A few times it will pay off. He will find the diamond in the rough and “convert” him into a closer. In reality the manager probably had nothing to do with it. He just stumbled upon a closer before the closer had the chance to prove himself and earn his wings. This is the “Slot-machine” theory which states that the one-arm bandits must pay off often enough to keep the gambler gambling, and not enough so the chump comes out ahead. The house always wins!
It’s analogous to heroin addiction – keep them hooked but not dead. Dead junkies don’t buy dope.
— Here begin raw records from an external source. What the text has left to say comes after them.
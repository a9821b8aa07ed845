//! Splicing generated members into the target declaration.
//!
//! Members are printed one indentation unit deeper than the declaration
//! line and separated by blank lines. Each edit also reports the member
//! declarations it introduces so the outline can be re-anchored after it is
//! applied.

use crate::context::ImplementContext;
use crate::error::ImplementError;
use crate::options::InsertionBehavior;
use crate::printer::print_member;
use crate::synthesis::SynthesizedMember;
use indexmap::IndexMap;
use sharpfix_common::{Span, TextEdit};
use sharpfix_syntax::{
    InsertedDeclaration, MemberDeclarationKind, OutlineEdit, SourceDocument, TypeDeclaration,
};
use tracing::{debug, trace};

/// Where a run of members is inserted.
#[derive(Clone, Copy, Debug, PartialEq, Eq, Hash)]
enum Anchor {
    /// Right after `{`.
    BodyStart,
    /// Right after an existing member ending at this offset.
    After(u32),
}

/// Edits that insert `members` into `ctx.declaration`.
///
/// `keep_order` places every member after the last existing one in the
/// given order, for `[ComImport]` interfaces whose member order is part of
/// the vtable layout.
pub fn place(
    ctx: &ImplementContext<'_>,
    members: &[SynthesizedMember],
    keep_order: bool,
) -> Result<Vec<OutlineEdit>, ImplementError> {
    if members.is_empty() {
        return Ok(Vec::new());
    }
    let decl = ctx.declaration;
    let document = ctx.document;
    let unit = ctx.options.indentation.unit();
    let indent = format!("{}{unit}", decl.indentation);
    let at_the_end =
        keep_order || ctx.options.insertion_behavior == InsertionBehavior::AtTheEnd;

    let (open, close) = match (decl.open_brace, decl.close_brace) {
        (Some(open), Some(close)) => (open, close),
        _ => {
            if document.is_hidden(decl.header_end) {
                return Err(ImplementError::no_action("declaration header is hidden"));
            }
            debug!(document = %document.name, "adding missing braces");
            let ordered = ordered(members.iter().collect(), at_the_end);
            let edit = braced(decl, &ordered, &indent, &unit, Span::at(decl.header_end));
            return Ok(vec![edit]);
        }
    };

    if is_single_line_body(document, open, close) {
        let replaced = Span::new(decl.header_end, close + 1);
        if document.is_hidden(replaced.start) || document.is_hidden(replaced.end) {
            return Err(ImplementError::no_action("declaration body is hidden"));
        }
        trace!(document = %document.name, "expanding single-line body");
        let ordered = ordered(members.iter().collect(), at_the_end);
        return Ok(vec![braced(decl, &ordered, &indent, &unit, replaced)]);
    }

    let visible = |anchor: Anchor| !document.is_hidden(position(anchor, open));
    let fallbacks = [
        decl.last_member().map(|m| after(document, m.span.end)),
        Some(Anchor::BodyStart),
    ];
    let mut runs: IndexMap<Anchor, Vec<&SynthesizedMember>> = IndexMap::new();
    for member in members {
        let preferred = if at_the_end {
            decl.last_member()
                .map_or(Anchor::BodyStart, |m| after(document, m.span.end))
        } else {
            anchor_for(document, decl, member.group)
        };
        let anchor = std::iter::once(Some(preferred))
            .chain(fallbacks)
            .flatten()
            .find(|&a| visible(a))
            .ok_or_else(|| ImplementError::no_action("declaration body is hidden"))?;
        runs.entry(anchor).or_default().push(member);
    }

    let has_members = !decl.members.is_empty();
    let mut edits = Vec::with_capacity(runs.len());
    for (anchor, run) in runs {
        let run = ordered(run, at_the_end);
        let mut text = InsertionText::new(decl);
        match anchor {
            Anchor::BodyStart => {
                text.push_str("\n");
                text.push_members(&run, &indent, &unit);
                if has_members {
                    text.push_str("\n");
                }
            }
            Anchor::After(_) => {
                text.push_str("\n\n");
                text.push_members(&run, &indent, &unit);
            }
        }
        trace!(at = position(anchor, open), members = run.len(), "insertion");
        edits.push(text.into_edit(Span::at(position(anchor, open))));
    }
    Ok(edits)
}

/// Whether `ctx.declaration` has an insertion point outside hidden regions.
/// Declarations without one are offered no actions.
pub fn has_visible_insertion_point(ctx: &ImplementContext<'_>) -> bool {
    let decl = ctx.declaration;
    let document = ctx.document;
    let (Some(open), Some(close)) = (decl.open_brace, decl.close_brace) else {
        return !document.is_hidden(decl.header_end);
    };
    if is_single_line_body(document, open, close) {
        return !document.is_hidden(decl.header_end) && !document.is_hidden(close + 1);
    }
    [
        decl.last_member().map(|m| after(document, m.span.end)),
        Some(Anchor::BodyStart),
    ]
    .into_iter()
    .flatten()
    .any(|anchor| !document.is_hidden(position(anchor, open)))
}

/// `{ }` on one line with nothing between the braces.
fn is_single_line_body(document: &SourceDocument, open: u32, close: u32) -> bool {
    document.line_start(open) == document.line_start(close)
        && document.is_blank(Span::new(open + 1, close))
}

fn position(anchor: Anchor, open: u32) -> u32 {
    match anchor {
        Anchor::BodyStart => open + 1,
        Anchor::After(end) => end,
    }
}

/// After the last member of `group`, else after the last member of the
/// nearest preceding group, else at the start of the body.
fn anchor_for(
    document: &SourceDocument,
    decl: &TypeDeclaration,
    group: MemberDeclarationKind,
) -> Anchor {
    MemberDeclarationKind::ALL
        .iter()
        .rev()
        .filter(|&&kind| kind <= group)
        .find_map(|&kind| decl.last_member_of_kind(kind))
        .map_or(Anchor::BodyStart, |m| after(document, m.span.end))
}

/// Insertion point after a member ending at `end`, past a `//` comment
/// that trails it on the same line.
fn after(document: &SourceDocument, end: u32) -> Anchor {
    let rest = document.text.get(end as usize..).unwrap_or_default();
    let line = rest.split('\n').next().unwrap_or_default().trim_end_matches('\r');
    if line.trim_start().starts_with("//") {
        Anchor::After(end + line.len() as u32)
    } else {
        Anchor::After(end)
    }
}

/// Members of one run: grouped by kind unless the order must be kept.
fn ordered(mut run: Vec<&SynthesizedMember>, keep_order: bool) -> Vec<&SynthesizedMember> {
    if !keep_order {
        run.sort_by_key(|m| m.group);
    }
    run
}

/// A new body `{ ... }` on its own lines, replacing `span`.
fn braced(
    decl: &TypeDeclaration,
    members: &[&SynthesizedMember],
    indent: &str,
    unit: &str,
    span: Span,
) -> OutlineEdit {
    let mut text = InsertionText::new(decl);
    text.push_str("\n");
    text.push_str(&decl.indentation);
    text.mark_open_brace();
    text.push_str("{\n");
    text.push_members(members, indent, unit);
    text.push_str("\n");
    text.push_str(&decl.indentation);
    text.mark_close_brace();
    text.push_str("}");
    text.into_edit(span)
}

/// New text plus the declarations it introduces, with offsets relative to
/// the start of the text.
struct InsertionText<'d> {
    decl: &'d TypeDeclaration,
    text: String,
    declarations: Vec<InsertedDeclaration>,
}

impl<'d> InsertionText<'d> {
    const fn new(decl: &'d TypeDeclaration) -> Self {
        Self {
            decl,
            text: String::new(),
            declarations: Vec::new(),
        }
    }

    fn offset(&self) -> u32 {
        self.text.len() as u32
    }

    fn push_str(&mut self, s: &str) {
        self.text.push_str(s);
    }

    fn mark_open_brace(&mut self) {
        self.declarations.push(InsertedDeclaration::OpenBrace {
            symbol: self.decl.symbol,
            offset: self.offset(),
        });
    }

    fn mark_close_brace(&mut self) {
        self.declarations.push(InsertedDeclaration::CloseBrace {
            symbol: self.decl.symbol,
            offset: self.offset(),
        });
    }

    fn push_members(&mut self, members: &[&SynthesizedMember], indent: &str, unit: &str) {
        for (i, member) in members.iter().enumerate() {
            if i > 0 {
                self.text.push_str("\n\n");
            }
            let start = self.offset() + indent.len() as u32;
            self.text.push_str(&print_member(&member.node, indent, unit));
            self.declarations.push(InsertedDeclaration::Member {
                symbol: self.decl.symbol,
                member: member.group,
                name: member.name.clone(),
                span: Span::new(start, self.offset()),
            });
        }
    }

    fn into_edit(self, span: Span) -> OutlineEdit {
        OutlineEdit {
            edit: TextEdit::new(span, self.text),
            declarations: self.declarations,
        }
    }
}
Unfortunately, a sales team will end up with some closers, some absolute losers, and a bunch of mediocrities. Triage is the name of the game. A manager can systematically seek more closers, terminate the losers (a nicer term may be “individuals miscast as sales reps”), and invest only limited time in the mediocre reps. Some indeed may be salvageable. Most will not rise above where they are. In this case it’s simple economics – if the company is cash positive on their efforts they can stay. If they are tying up territories or accounts and not extracting the value you know to be there, you replace them with closers whenever you can.
Here are some pointers:
One Free Pass. If you hired them give them the benefit of the doubt. Train them well and offer them al the support you can, but only for a limited time that is made explicit from the start. As in “you have one month to get your first deal or you’re toast.”
Earn The Right. Only those reps that are totally committed to succeeding deserve and get any of your valuable time. If they miss days, work few hours, skip meetings, or don’t make the calls, then they are on their own (commission-only) or terminated (salary + commission).
Prima-Donnas. Only closers get to give you shit. Posers get slapped down hard if they try it.
Quarantine. If they are negative or back-talk you to your face, you can be sure they are ten times worse behind your back. In medieval days there was only one cure for the plague. Wait for the infected to die then haul the body off to be burned to stop the spread of the contagion. Since you can’t kill the rep, the next best thing is to terminate him immediately, taking time to communicate exactly why this was done as a lesson to the survivors.
Ditch-Diggers. In Caddy Shack, Ted Knight’s character Judge Smails says to a young caddy that can’t afford to go to college “well the world needs ditch diggers too” In fact it does. Hand the poser a shovel on his way out the door.